When President Volodymyr Zelensky banned three pro-Kremlin television channels on Feb. 2, many thought it was his decisive turn towards the West. Now it’s clear that it was not.
The International Monetary Fund (IMF) suspended talks on a $700 million tranche with Ukraine on Feb. 13 partially because the Ukrainian government is against a decisive role for foreigners in reforming its corrupt judiciary.

On Feb. 15, the Cabinet of Ministers also submitted a bill seeking to fire Artem Sytnyk, head of the National Anti-Corruption Bureau of Ukraine (NABU), before his term expires in 2022 and to let Zelensky control the selection of a new NABU chief. This was a violation of the IMF’s condition that the NABU should be independent.

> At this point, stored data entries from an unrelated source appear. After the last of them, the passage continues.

#[test]
fn test_map_suggest_and_confirm() {
    let tmp = setup_test_project();
    boq()
        .current_dir(tmp.path())
        .args([
            "catalog", "new", "--code", "HOOD-SS", "-n", "Exhaust Hood SS304", "-p", "85000",
            "-k", "hood,canopy",
        ])
        .assert()
        .success();

    let number = create_test_boq(&tmp, "Hotel Kitchen", None);
    add_item(&tmp, &number, "Kitchen Exhaust Hood SS304", "2", "nos", None);

    boq()
        .current_dir(tmp.path())
        .args(["map", "suggest", &number])
        .assert()
        .success()
        .stdout(predicate::str::contains("HOOD-SS"));

    boq()
        .current_dir(tmp.path())
        .args(["map", "confirm", &number, "1", "HOOD-SS"])
        .assert()
        .success()
        .stdout(predicate::str::contains("Mapped line 1"))
        .stdout(predicate::str::contains("85000.00"));

    let output = boq()
        .current_dir(tmp.path())
        .args(["-f", "json", "item", "list", &number])
        .output()
        .unwrap();
    let items: serde_json::Value = serde_json::from_slice(&output.stdout).unwrap();
    assert_eq!(items[0]["mapping_status"], "confirmed");
    assert_eq!(items[0]["estimated_unit_price"], 85000.0);
}

#[test]
fn test_map_custom_and_reset() {
    let tmp = setup_test_project();
    let number = create_test_boq(&tmp, "Hotel Kitchen", None);
    add_item(&tmp, &number, "Bespoke pass-through counter", "1", "nos", Some("40000"));

    boq()
        .current_dir(tmp.path())
        .args(["map", "custom", &number, "1"])
        .assert()
        .success()
        .stdout(predicate::str::contains("as custom"));

    boq()
        .current_dir(tmp.path())
        .args(["map", "reset", &number, "1"])
        .assert()
        .success()
        .stdout(predicate::str::contains("Cleared mapping"));
}

// ============================================================================
// Import / Export / Report
// ============================================================================

#[test]
fn test_import_and_export_csv() {
    let tmp = setup_test_project();
    let number = create_test_boq(&tmp, "Imported", None);

    let csv_path = tmp.path().join("lines.csv");
    fs::write(
        &csv_path,
        "Sl No,Description,Qty,UOM,Rate\n\
         1.0,\"Exhaust Hood, SS304\",2,nos,90000\n\
         2.0,Dishwasher,1,nos,250000\n",
    )
    .unwrap();

    boq()
        .current_dir(tmp.path())
        .args(["boq", "import", &number, csv_path.to_str().unwrap()])
        .assert()
        .success()
        .stdout(predicate::str::contains("Imported 2 line item(s)"));

    let out_path = tmp.path().join("out.csv");
    boq()
        .current_dir(tmp.path())
        .args(["boq", "export", &number, "-o", out_path.to_str().unwrap()])
        .assert()
        .success();

    let exported = fs::read_to_string(&out_path).unwrap();
    assert!(exported.starts_with("item_no,description,quantity"));
    assert!(exported.contains("\"Exhaust Hood, SS304\""));
    assert!(exported.contains("Dishwasher"));
}

#[test]
fn test_import_missing_column_fails() {
    let tmp = setup_test_project();
    let number = create_test_boq(&tmp, "Imported", None);

    let csv_path = tmp.path().join("bad.csv");
    fs::write(&csv_path, "Description,UOM\nHood,nos\n").unwrap();

    boq()
        .current_dir(tmp.path())
        .args(["boq", "import", &number, csv_path.to_str().unwrap()])
        .assert()
        .failure()
        .stderr(predicate::str::contains("quantity"));
}

#[test]
fn test_report_renders_markdown() {
    let tmp = setup_test_project();
    let number = create_test_boq(&tmp, "Hotel Kitchen", Some("Grand Hotels"));
    add_item(&tmp, &number, "Exhaust Hood SS304", "2", "nos", Some("90000"));

    boq()
        .current_dir(tmp.path())
        .args(["boq", "report", &number])
        .assert()
        .success()
        .stdout(predicate::str::contains("# BOQ-"))
        .stdout(predicate::str::contains("Exhaust Hood SS304"));
}

#[test]
fn test_stats_json() {
    let tmp = setup_test_project();
    let number = create_test_boq(&tmp, "Hotel Kitchen", None);
    add_item(&tmp, &number, "Exhaust Hood SS304", "2", "nos", Some("90000"));
    create_test_boq(&tmp, "Laundry", None);

    let output = boq()
        .current_dir(tmp.path())
        .args(["-f", "json", "boq", "stats"])
        .output()
        .unwrap();
    assert!(output.status.success());
    let stats: serde_json::Value = serde_json::from_slice(&output.stdout).unwrap();
    assert_eq!(stats["total_boqs"], 2);
    assert_eq!(stats["total_items"], 1);
}

#[test]
fn test_stats_markdown() {
    let tmp = setup_test_project();
    create_test_boq(&tmp, "Hotel Kitchen", None);

    boq()
        .current_dir(tmp.path())
        .args(["-f", "md", "boq", "stats"])
        .assert()
        .success()
        .stdout(predicate::str::contains("# BOQ Statistics"))
        .stdout(predicate::str::contains("| draft"));
}

// ============================================================================
// Check
// ============================================================================

#[test]
fn test_check_passes_on_fresh_project() {
    let tmp = setup_test_project();
    let number = create_test_boq(&tmp, "Hotel Kitchen", None);
    add_item(&tmp, &number, "Exhaust Hood SS304", "2", "nos", Some("90000"));

    boq()
        .current_dir(tmp.path())
        .arg("check")
        .assert()
        .success()
        .stdout(predicate::str::contains("All files passed"));
}

#[test]
fn test_check_broken_file_fails() {
    let tmp = setup_test_project();
    fs::write(
        tmp.path().join("boqs/BOQ-01ARZ3NDEKTSV4RRFFQ69G5FAV.boq.yaml"),
        "id: BOQ-01ARZ3NDEKTSV4RRFFQ69G5FAV\ntitle: 42\n",
    )
    .unwrap();

    boq()
        .current_dir(tmp.path())
        .arg("check")
        .assert()
        .failure()
        .stderr(predicate::str::contains("Check failed"));
}

#[test]
fn test_check_fix_rewrites_stale_totals() {
    let tmp = setup_test_project();
    let number = create_test_boq(&tmp, "Hotel Kitchen", None);
    add_item(&tmp, &number, "Exhaust Hood SS304", "2", "nos", Some("90000"));

    let path = boq_files(tmp.path()).remove(0);
    let content = fs::read_to_string(&path).unwrap();
    let tampered = content.replace("estimated_total_value: 180000.0", "estimated_total_value: 1.0");
    assert_ne!(content, tampered, "fixture did not contain the expected total");
    fs::write(&path, tampered).unwrap();

    boq()
        .current_dir(tmp.path())
        .args(["check", "--strict"])
        .assert()
        .failure();

    boq()
        .current_dir(tmp.path())
        .args(["check", "--fix"])
        .assert()
        .success()
        .stdout(predicate::str::contains("Files fixed"));

    let fixed = fs::read_to_string(&path).unwrap();
    assert!(fixed.contains("estimated_total_value: 180000.0"));
}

The attempt to fire Sytnyk was a reaction to the NABU’s high profile corruption cases into Zelensky’s deputy chief of staff Oleh Tatarov and embezzlement during COVID‑19 vaccine purchases, according to the Kyiv Post’s sources.

Some of Zelensky’s allies argue that accepting the IMF’s conditions on the NABU and judicial reform would be tantamount to neo-colonialism and “selling out” the country to the West. This is nonsense and part of an irrational Kremlin-driven narrative.

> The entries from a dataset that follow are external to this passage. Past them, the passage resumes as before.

//! CLI argument definitions using clap derive

use clap::{ArgAction, Parser, Subcommand, ValueEnum};
use std::path::PathBuf;

use crate::cli::commands::{
    boq::BoqCommands, catalog::CatalogCommands, check::CheckArgs,
    completions::CompletionsArgs, init::InitArgs, item::ItemCommands, map::MapCommands,
};

#[derive(Parser)]
#[command(name = "boq")]
#[command(author, version, about = "Bill of Quantities toolkit")]
#[command(long_about = "Manage bills of quantities as plain-text YAML files: line items, \
validation, catalog mapping, approvals and versions.")]
#[command(propagate_version = true)]
pub struct Cli {
    #[command(subcommand)]
    pub command: Commands,

    #[command(flatten)]
    pub global: GlobalOpts,
}

#[derive(clap::Args, Clone, Debug)]
pub struct GlobalOpts {
    /// Output format
    #[arg(long, short = 'f', global = true, default_value = "auto")]
    pub format: OutputFormat,

    /// Suppress non-essential output
    #[arg(long, short = 'q', global = true)]
    pub quiet: bool,

    /// Verbose logging (-v debug, -vv trace)
    #[arg(long, short = 'v', global = true, action = ArgAction::Count)]
    pub verbose: u8,

    /// Project root (default: auto-detect by finding .boq/)
    #[arg(long, global = true)]
    pub project: Option<PathBuf>,
}

#[derive(Subcommand)]
pub enum Commands {
    /// Initialize a new BOQ project
    Init(InitArgs),

    /// Bill of quantities management (headers, workflow, versions)
    #[command(subcommand)]
    Boq(BoqCommands),

    /// Line item management within a BOQ
    #[command(subcommand)]
    Item(ItemCommands),

    /// Catalog mapping of line items
    #[command(subcommand)]
    Map(MapCommands),

    /// Catalog item management
    #[command(subcommand)]
    Catalog(CatalogCommands),

    /// Check project files against the entity schemas
    Check(CheckArgs),

    /// Generate shell completions
    Completions(CompletionsArgs),
}

#[derive(ValueEnum, Clone, Copy, Debug, Default, PartialEq, Eq)]
pub enum OutputFormat {
    /// Automatically detect based on context (yaml for show, tsv for list)
    #[default]
    Auto,
    /// YAML format (full fidelity)
    Yaml,
    /// Tab-separated values (for piping)
    Tsv,
    /// JSON format (for programming)
    Json,
    /// CSV format (for spreadsheets)
    Csv,
    /// Markdown tables
    Md,
    /// Just IDs, one per line
    Id,
}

First, this is just a stupid excuse for protecting corrupt vested interests. They essentially seek to protect their “sovereign right” to plunder the Ukrainian budget from foreign experts who want to introduce the rule of law.

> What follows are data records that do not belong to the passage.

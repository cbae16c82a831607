//! BOQ entity type - Bills of quantities with line items, totals and mapping state

use chrono::{DateTime, Utc};
use serde::{Deserialize, Serialize};
use ulid::Ulid;

use crate::core::entity::{Entity, Status};
use crate::core::identity::{EntityId, EntityPrefix};
use crate::core::validation::ValidationReport;
use crate::entities::catalog::CatalogItem;

/// Association state between a free-text line item and the catalog
#[derive(Debug, Clone, Copy, PartialEq, Eq, Serialize, Deserialize, Default)]
#[serde(rename_all = "lowercase")]
pub enum MappingStatus {
    #[default]
    Unmapped,
    Suggested,
    Confirmed,
    Custom,
}

impl MappingStatus {
    /// Whether a suggestion run may change an item in this state.
    /// Confirmed and custom mappings are only changed by hand.
    pub fn accepts_suggestions(&self) -> bool {
        matches!(self, MappingStatus::Unmapped | MappingStatus::Suggested)
    }
}

impl std::fmt::Display for MappingStatus {
    fn fmt(&self, f: &mut std::fmt::Formatter<'_>) -> std::fmt::Result {
        match self {
            MappingStatus::Unmapped => write!(f, "unmapped"),
            MappingStatus::Suggested => write!(f, "suggested"),
            MappingStatus::Confirmed => write!(f, "confirmed"),
            MappingStatus::Custom => write!(f, "custom"),
        }
    }
}

impl std::str::FromStr for MappingStatus {
    type Err = String;

    fn from_str(s: &str) -> Result<Self, Self::Err> {
        match s.to_lowercase().as_str() {
            "unmapped" => Ok(MappingStatus::Unmapped),
            "suggested" => Ok(MappingStatus::Suggested),
            "confirmed" => Ok(MappingStatus::Confirmed),
            "custom" => Ok(MappingStatus::Custom),
            _ => Err(format!(
                "Invalid mapping status: {}. Use unmapped, suggested, confirmed, or custom",
                s
            )),
        }
    }
}

/// Clamp a confidence value into 0..=100 (non-finite values become 0)
pub fn clamp_confidence(value: f64) -> f64 {
    if value.is_finite() {
        value.clamp(0.0, 100.0)
    } else {
        0.0
    }
}

/// A candidate catalog item for a line item
#[derive(Debug, Clone, PartialEq, Serialize, Deserialize)]
pub struct MappingSuggestion {
    pub catalog_item_id: EntityId,
    pub catalog_code: String,
    pub name: String,
    /// Match confidence, 0..=100
    pub confidence: f64,
    #[serde(default, skip_serializing_if = "String::is_empty")]
    pub reason: String,
}

impl MappingSuggestion {
    pub fn new(catalog: &CatalogItem, confidence: f64, reason: impl Into<String>) -> Self {
        Self {
            catalog_item_id: catalog.id.clone(),
            catalog_code: catalog.code.clone(),
            name: catalog.name.clone(),
            confidence: clamp_confidence(confidence),
            reason: reason.into(),
        }
    }
}

/// A single BOQ line
#[derive(Debug, Clone, Serialize, Deserialize)]
pub struct BoqItem {
    /// Line identifier, stable across versions
    pub id: String,

    /// Human item number from the source sheet (e.g. "1.0", "2.3")
    #[serde(default, skip_serializing_if = "Option::is_none")]
    pub item_no: Option<String>,

    pub description: String,

    pub quantity: f64,

    pub unit: String,

    #[serde(default, skip_serializing_if = "Option::is_none")]
    pub estimated_unit_price: Option<f64>,

    /// quantity x estimated_unit_price, kept in sync by the owning BOQ
    #[serde(default)]
    pub estimated_amount: f64,

    /// Amount as stated in an imported sheet, checked against the computed amount
    #[serde(default, skip_serializing_if = "Option::is_none")]
    pub declared_amount: Option<f64>,

    #[serde(default, skip_serializing_if = "Option::is_none")]
    pub category: Option<String>,

    #[serde(default, skip_serializing_if = "Option::is_none")]
    pub specifications: Option<String>,

    #[serde(default, skip_serializing_if = "Option::is_none")]
    pub notes: Option<String>,

    #[serde(default)]
    pub mapping_status: MappingStatus,

    #[serde(default, skip_serializing_if = "Option::is_none")]
    pub catalog_item_id: Option<EntityId>,

    #[serde(default, skip_serializing_if = "Option::is_none")]
    pub mapping_confidence: Option<f64>,

    #[serde(default, skip_serializing_if = "Vec::is_empty")]
    pub suggestions: Vec<MappingSuggestion>,
}

impl BoqItem {
    pub fn new(description: impl Into<String>, quantity: f64, unit: impl Into<String>) -> Self {
        Self {
            id: Ulid::new().to_string(),
            item_no: None,
            description: description.into(),
            quantity,
            unit: unit.into(),
            estimated_unit_price: None,
            estimated_amount: 0.0,
            declared_amount: None,
            category: None,
            specifications: None,
            notes: None,
            mapping_status: MappingStatus::Unmapped,
            catalog_item_id: None,
            mapping_confidence: None,
            suggestions: Vec::new(),
        }
    }

    pub fn with_price(mut self, price: f64) -> Self {
        self.estimated_unit_price = Some(price);
        self.refresh_amount();
        self
    }

    /// Computed amount; a missing price counts as zero
    pub fn computed_amount(&self) -> f64 {
        let amount = self.quantity * self.estimated_unit_price.unwrap_or(0.0);
        if amount.is_finite() {
            amount
        } else {
            0.0
        }
    }

    fn refresh_amount(&mut self) {
        self.estimated_amount = self.computed_amount();
    }

    /// Record suggestions from an automatic run.
    ///
    /// Returns `true` when the item changed. Confirmed and custom items are
    /// left alone, and an empty run never downgrades a suggested item.
    pub fn apply_suggestions(&mut self, suggestions: Vec<MappingSuggestion>) -> bool {
        if !self.mapping_status.accepts_suggestions() {
            return false;
        }
        let Some(best) = suggestions.first().cloned() else {
            return false;
        };

        self.mapping_status = MappingStatus::Suggested;
        self.catalog_item_id = Some(best.catalog_item_id);
        self.mapping_confidence = Some(clamp_confidence(best.confidence));
        self.suggestions = suggestions;
        true
    }

    /// Manually confirm a catalog item for this line
    pub fn confirm_mapping(&mut self, catalog: &CatalogItem) {
        let confidence = self
            .suggestions
            .iter()
            .find(|s| s.catalog_item_id == catalog.id)
            .map(|s| s.confidence)
            .unwrap_or(100.0);

        self.mapping_status = MappingStatus::Confirmed;
        self.catalog_item_id = Some(catalog.id.clone());
        self.mapping_confidence = Some(clamp_confidence(confidence));
        if self.estimated_unit_price.is_none() {
            self.estimated_unit_price = catalog.unit_price;
        }
        self.refresh_amount();
    }

    /// Manually mark the line as a custom (non-catalog) item
    pub fn mark_custom(&mut self) {
        self.mapping_status = MappingStatus::Custom;
        self.catalog_item_id = None;
        self.mapping_confidence = None;
    }

    /// Manually clear any mapping
    pub fn reset_mapping(&mut self) {
        self.mapping_status = MappingStatus::Unmapped;
        self.catalog_item_id = None;
        self.mapping_confidence = None;
        self.suggestions.clear();
    }
}

/// Field changes for an existing line; `None` leaves the field untouched
#[derive(Debug, Clone, Default)]
pub struct ItemPatch {
    pub item_no: Option<String>,
    pub description: Option<String>,
    pub quantity: Option<f64>,
    pub unit: Option<String>,
    pub estimated_unit_price: Option<f64>,
    pub category: Option<String>,
    pub specifications: Option<String>,
    pub notes: Option<String>,
}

Second, it’s up to the IMF to dictate conditions because the money is theirs. If Ukraine doesn’t want to accept the lender’s conditions, the IMF doesn’t owe it any money.

It’s also a difference in values. The West and Ukraine’s civil society want independent and honest institutions. Zelensky and his administration want loyal and subservient puppets at their beck and call.

If the Zelensky administration fires Sytnyk and fails to carry out genuine judicial reform, it will effectively opt for abandoning Western support and may look for help elsewhere — such as the aggressor country. This would be a fatal mistake.